Mr. Strong and Tom, with a few thousand other people, went to the reception at the White House on the afternoon of March fourth. President Lincoln was laboriously shaking hands with everybody in the long line. Almost every one of them seemed to be asking him for something. He was weary long before Tom and his father reached him, but his face brightened as he saw them. A boy always meant a great deal to Abraham Lincoln. "There may be so much in a boy," he used to say. He greeted the two warmly.

"Howdy, Strong? Glad to see you. This your boy? Howdy, sonny?"

Tom did not enjoy being called "sonny" much more than he had enjoyed being called "bub," but he was glad to have this big man with a woman's smile call him anything. He wrung the President's offered hand, stammered something shyly, and was passing on with his father, when Lincoln said:

"Hold on a minute, Strong. You haven't asked me for anything."

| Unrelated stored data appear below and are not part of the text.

//! Sync daemon cycle.
//!
//! One cycle moves through `Idle -> Selecting -> Sending -> Committing -> Idle`:
//! 1. Select unsynced cash sessions in ascending `local_id` order, bounded by
//!    the batch size.
//! 2. Upsert stale locations and operators (reference data) so aggregates can
//!    point at their remote ids.
//! 3. For each session, ship its unsynced subtree in one remote transaction.
//! 4. Record the remote ids locally. A row is marked synced only if its
//!    `sync_rev` still matches the revision that was sent; anything written
//!    while the payload was in flight stays unsynced for the next cycle.
//!
//! A failed aggregate never aborts the batch. Remote failures leave rows
//! unsynced and are retried every cycle.

use chrono::Utc;
use rusqlite::{params, Connection};
use serde::Serialize;
use std::collections::HashMap;
use std::sync::atomic::{AtomicU8, Ordering};
use tracing::{debug, error, info, warn};

use crate::db::LocalDb;
use crate::error::{RemoteError, StoreError};
use crate::locations::{load_location, location_from_row, location_select};
use crate::model::{
    format_ts, AggregatePayload, Entity, Location, MovementKind, Operator, RowRef,
};
use crate::movements::load_movements;
use crate::operators::{load_operator, operator_from_row, operator_select};
use crate::remote::RemoteStore;
use crate::sales::load_sales_for_session;
use crate::sessions::load_session;

// ---------------------------------------------------------------------------
// Phase tracking
// ---------------------------------------------------------------------------

#[derive(Debug, Clone, Copy, PartialEq, Eq, Serialize)]
#[serde(rename_all = "snake_case")]
pub enum SyncPhase {
    Idle,
    Selecting,
    Sending,
    Committing,
}

/// Current phase of the running cycle, readable from any thread.
#[derive(Debug, Default)]
pub struct PhaseCell(AtomicU8);

impl PhaseCell {
    pub fn set(&self, phase: SyncPhase) {
        self.0.store(phase as u8, Ordering::SeqCst);
    }

    pub fn get(&self) -> SyncPhase {
        match self.0.load(Ordering::SeqCst) {
            1 => SyncPhase::Selecting,
            2 => SyncPhase::Sending,
            3 => SyncPhase::Committing,
            _ => SyncPhase::Idle,
        }
    }
}

// ---------------------------------------------------------------------------
// Reports
// ---------------------------------------------------------------------------

/// Outcome of one sync cycle.
#[derive(Debug, Clone, Default, Serialize)]
#[serde(rename_all = "camelCase")]
pub struct CycleReport {
    pub started_at: String,
    /// Another cycle held the single-flight guard.
    pub skipped: bool,
    /// Pending work was found but the remote store was absent or unreachable.
    pub offline: bool,
    pub sessions_selected: usize,
    pub sessions_synced: usize,
    pub sessions_failed: usize,
    pub locations_sent: usize,
    pub operators_sent: usize,
    pub errors: Vec<String>,
}

impl CycleReport {
    fn new() -> Self {
        Self {
            started_at: format_ts(Utc::now()),
            ..Default::default()
        }
    }

    pub(crate) fn skipped() -> Self {
        Self {
            skipped: true,
            ..Self::new()
        }
    }

    fn record_error(&mut self, message: String) {
        self.errors.push(message);
    }
}

/// Rows still waiting for replication.
#[derive(Debug, Clone, Copy, Default, PartialEq, Eq, Serialize)]
#[serde(rename_all = "camelCase")]
pub struct PendingCounts {
    pub sessions: i64,
    pub operators: i64,
    pub locations: i64,
}

fn count_unsynced(conn: &Connection, entity: Entity) -> rusqlite::Result<i64> {
    conn.query_row(
        &format!("SELECT COUNT(*) FROM {} WHERE is_synced = 0", entity.table()),
        [],
        |row| row.get(0),
    )
}

pub fn pending_counts(db: &LocalDb) -> Result<PendingCounts, StoreError> {
    let conn = db.lock()?;
    Ok(PendingCounts {
        sessions: count_unsynced(&conn, Entity::CashSession)?,
        operators: count_unsynced(&conn, Entity::Operator)?,
        locations: count_unsynced(&conn, Entity::Location)?,
    })
}

// ---------------------------------------------------------------------------
// Selecting
// ---------------------------------------------------------------------------

fn select_pending_sessions(conn: &Connection, batch_size: usize) -> rusqlite::Result<Vec<i64>> {
    let mut stmt = conn.prepare(
        "SELECT local_id FROM cash_sessions WHERE is_synced = 0 ORDER BY local_id LIMIT ?1",
    )?;
    let ids = stmt
        .query_map(params![batch_size as i64], |row| row.get(0))?
        .collect::<rusqlite::Result<Vec<i64>>>()?;
    Ok(ids)
}

fn stale_locations(conn: &Connection) -> rusqlite::Result<Vec<Location>> {
    let mut stmt = conn.prepare(&format!(
        "{} WHERE is_synced = 0 ORDER BY local_id",
        location_select()
    ))?;
    let rows = stmt
        .query_map([], location_from_row)?
        .collect::<rusqlite::Result<Vec<_>>>()?;
    Ok(rows)
}

fn stale_operators(conn: &Connection) -> rusqlite::Result<Vec<Operator>> {
    let mut stmt = conn.prepare(&format!(
        "{} WHERE is_synced = 0 ORDER BY local_id",
        operator_select()
    ))?;
    let rows = stmt
        .query_map([], operator_from_row)?
        .collect::<rusqlite::Result<Vec<_>>>()?;
    Ok(rows)
}

// ---------------------------------------------------------------------------
// Payload preparation
// ---------------------------------------------------------------------------

/// A row included in a payload, with the revision that was read.
#[derive(Debug, Clone)]
pub(crate) struct SentRow {
    pub row: RowRef,
    pub rev: i64,
    pub origin_key: String,
}

#[derive(Debug, Clone)]
pub(crate) struct PreparedAggregate {
    pub session_id: i64,
    pub payload: AggregatePayload,
    pub rows: Vec<SentRow>,
}

fn not_replicated(row: RowRef) -> StoreError {
    StoreError::validation(format!("{row} has no remote id yet"))
}

/// Load a session's unsynced subtree and convert it to the remote variant.
pub(crate) fn prepare_aggregate(
    conn: &Connection,
    session_id: i64,
) -> Result<PreparedAggregate, StoreError> {
    let session = load_session(conn, session_id)?;
    let location = load_location(conn, session.location_id)?;
    let location_remote = location
        .meta
        .remote_id
        .ok_or_else(|| not_replicated(RowRef::new(Entity::Location, location.meta.local_id)))?;
    let operator_remote = match session.operator_id {
        Some(operator_id) => Some(
            load_operator(conn, operator_id)?
                .meta
                .remote_id
                .ok_or_else(|| not_replicated(RowRef::new(Entity::Operator, operator_id)))?,
        ),
        None => None,
    };
    let origin = location.origin_id.as_str();

    let remote_session = session.to_remote(origin, location_remote, operator_remote);
    let mut rows = vec![SentRow {
        row: RowRef::new(Entity::CashSession, session_id),
        rev: session.meta.sync_rev,
        origin_key: remote_session.origin_key.clone(),
    }];

    let sales = load_sales_for_session(conn, session_id, true)?;
    let mut remote_sales = Vec::with_capacity(sales.len());
    for sale in &sales {
        let remote = sale.to_remote(origin);
        rows.push(SentRow {
            row: RowRef::new(Entity::Sale, sale.meta.local_id),
            rev: sale.meta.sync_rev,
            origin_key: remote.origin_key.clone(),
        });
        for (item, remote_item) in sale
            .items
            .iter()
            .filter(|item| !item.meta.is_synced)
            .zip(&remote.items)
        {
            rows.push(SentRow {
                row: RowRef::new(Entity::SaleLineItem, item.meta.local_id),
                rev: item.meta.sync_rev,
                origin_key: remote_item.origin_key.clone(),
            });
        }
        remote_sales.push(remote);
    }

    let mut movements = |kind: MovementKind| -> Result<Vec<_>, StoreError> {
        let local = load_movements(conn, kind, session_id, true)?;
        Ok(local
            .iter()
            .map(|m| {
                let remote = m.to_remote(origin);
                rows.push(SentRow {
                    row: RowRef::new(kind.entity(), m.meta.local_id),
                    rev: m.meta.sync_rev,
                    origin_key: remote.origin_key.clone(),
                });
                remote
            })
            .collect())
    };
    let inflows = movements(MovementKind::Inflow)?;
    let expenses = movements(MovementKind::Expense)?;

    Ok(PreparedAggregate {
        session_id,
        payload: AggregatePayload {
            session: remote_session,
            sales: remote_sales,
            inflows,
            expenses,
        },
        rows,
    })
}

// ---------------------------------------------------------------------------
// Committing
// ---------------------------------------------------------------------------

/// Store the remote id and mark the row synced if it is unchanged since
/// `sent_rev`. Returns whether the row ended up synced.
fn record_replicated(
    conn: &Connection,
    row: RowRef,
    remote_id: i64,
    sent_rev: i64,
) -> rusqlite::Result<bool> {
    let table = row.entity.table();
    conn.execute(
        &format!(
            "UPDATE {table} SET remote_id = ?1,
                is_synced = CASE WHEN sync_rev = ?2 THEN 1 ELSE 0 END
             WHERE local_id = ?3"
        ),
        params![remote_id, sent_rev, row.local_id],
    )?;
    let synced: i64 = conn.query_row(
        &format!("SELECT is_synced FROM {table} WHERE local_id = ?1"),
        params![row.local_id],
        |r| r.get(0),
    )?;
    Ok(synced != 0)
}

/// Apply a remote receipt to the aggregate's local rows in one transaction.
/// Returns whether the session itself is now synced.
pub(crate) fn commit_aggregate(
    conn: &mut Connection,
    prepared: &PreparedAggregate,
    assigned: &HashMap<String, i64>,
) -> Result<bool, StoreError> {
    let tx = conn.transaction()?;
    let mut session_synced = false;
    for sent in &prepared.rows {
        let remote_id = *assigned.get(&sent.origin_key).ok_or_else(|| {
            StoreError::validation(format!("receipt is missing {}", sent.origin_key))
        })?;
        let synced = record_replicated(&tx, sent.row, remote_id, sent.rev)?;
        if sent.row.entity == Entity::CashSession {
            session_synced = synced;
        }
        if !synced {
            debug!(row = %sent.row, "Row changed while in flight; left unsynced");
        }
    }
    tx.commit()?;
    debug!(
        session = prepared.session_id,
        rows = prepared.rows.len(),
        "Aggregate committed locally"
    );
    Ok(session_synced)
}
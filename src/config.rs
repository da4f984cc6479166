//! Engine configuration.
//!
//! Values are layered: built-in defaults, then `local_settings` rows in the
//! `sync` category, then `POS_*` environment variables. Unparseable values
//! are logged and skipped.

use rusqlite::Connection;
use serde::Serialize;
use std::str::FromStr;
use std::time::Duration;
use tracing::{debug, warn};

use crate::db::{get_setting, LocalDb};
use crate::error::StoreError;

pub const SETTINGS_CATEGORY: &str = "sync";

const MIN_BATCH: usize = 2;
const MAX_BATCH: usize = 50;

const SECS_PER_DAY: u64 = 24 * 60 * 60;
/// Keeps purge cutoffs well inside the representable date range.
pub const MAX_RETENTION_DAYS: u64 = 365 * 100;

#[derive(Debug, Clone, PartialEq, Eq, Serialize)]
pub struct EngineConfig {
    /// Pause between sync cycles.
    pub sync_interval: Duration,
    /// Max cash sessions replicated per cycle.
    pub sync_batch_size: usize,
    /// Pause between purge cycles. A purge also runs once at startup.
    pub purge_interval: Duration,
    /// Synced rows older than this are purged.
    pub retention: Duration,
    pub remote_timeout: Duration,
}

impl Default for EngineConfig {
    fn default() -> Self {
        Self {
            sync_interval: Duration::from_secs(30),
            sync_batch_size: MAX_BATCH,
            purge_interval: Duration::from_secs(24 * 60 * 60),
            retention: Duration::from_secs(2 * 24 * 60 * 60),
            remote_timeout: Duration::from_secs(30),
        }
    }
}

/// Retention window for `days`, or `None` past [`MAX_RETENTION_DAYS`].
fn retention_from_days(days: u64) -> Option<Duration> {
    if days > MAX_RETENTION_DAYS {
        return None;
    }
    days.checked_mul(SECS_PER_DAY).map(Duration::from_secs)
}

fn parse<T: FromStr>(source: &str, key: &str, raw: &str) -> Option<T> {
    match raw.trim().parse::<T>() {
        Ok(v) => Some(v),
        Err(_) => {
            warn!(source, key, value = raw, "Ignoring unparseable sync setting");
            None
        }
    }
}

impl EngineConfig {
    /// Defaults overlaid with stored settings and the environment.
    pub fn load(db: &LocalDb) -> Result<Self, StoreError> {
        let mut config = Self::default();
        {
            let conn = db.lock()?;
            config.apply_settings(&conn);
        }
        config.apply_env();
        debug!(?config, "Engine configuration resolved");
        Ok(config)
    }

    fn apply(&mut self, source: &str, lookup: impl Fn(&str) -> Option<String>) {
        let read = |key: &str| lookup(key).and_then(|v| parse::<u64>(source, key, &v));

        if let Some(secs) = read("interval_secs") {
            self.sync_interval = Duration::from_secs(secs.max(1));
        }
        if let Some(size) = read("batch_size") {
            self.sync_batch_size = usize::try_from(size).unwrap_or(MAX_BATCH);
        }
        if let Some(secs) = read("purge_interval_secs") {
            self.purge_interval = Duration::from_secs(secs.max(1));
        }
        if let Some(days) = read("retention_days") {
            match retention_from_days(days) {
                Some(retention) => self.retention = retention,
                None => warn!(source, days, "Ignoring out-of-range retention_days"),
            }
        }
        self.sync_batch_size = self.sync_batch_size.clamp(MIN_BATCH, MAX_BATCH);
    }

    pub fn apply_settings(&mut self, conn: &Connection) {
        self.apply("local_settings", |key| get_setting(conn, SETTINGS_CATEGORY, key));
    }

    pub fn apply_env(&mut self) {
        self.apply("env", |key| {
            let var = match key {
                "interval_secs" => "POS_SYNC_INTERVAL_SECS",
                "batch_size" => "POS_SYNC_BATCH_SIZE",
                "purge_interval_secs" => "POS_PURGE_INTERVAL_SECS",
                "retention_days" => "POS_RETENTION_DAYS",
                _ => return None,
            };
            std::env::var(var).ok()
        });
    }

    /// Retention as a chrono duration, for cutoff timestamps.
    pub fn retention_chrono(&self) -> chrono::Duration {
        chrono::Duration::from_std(self.retention).unwrap_or_else(|_| chrono::Duration::days(2))
    }
}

"I've nothing to ask for, Mr. President. I'm not here to beg for an office."

"Good gracious! You're the only man in Washington of that kind, I believe. Come to see me tomorrow morning, will you?"

"Most gladly, sir."

The impatient man behind them pushed them on. They heard him begin to plead: "Say, Abe, you know I carried Mattoon for you; I'd like to be Minister to England."

Boys and girls always appealed to the President's heart. When there were talks of vital import in his office, little Tad Lincoln often sat upon his father's knee. At a White House reception, Charles A. Dana once put his little girl in a corner, whence she saw the show. The father tells the story. When the reception was over, he said to Lincoln: "'I have a little girl here who wants to shake hands with you.' He went over to her and took her up and kissed her and talked to her. She will never forget it if she lives to be a thousand years old."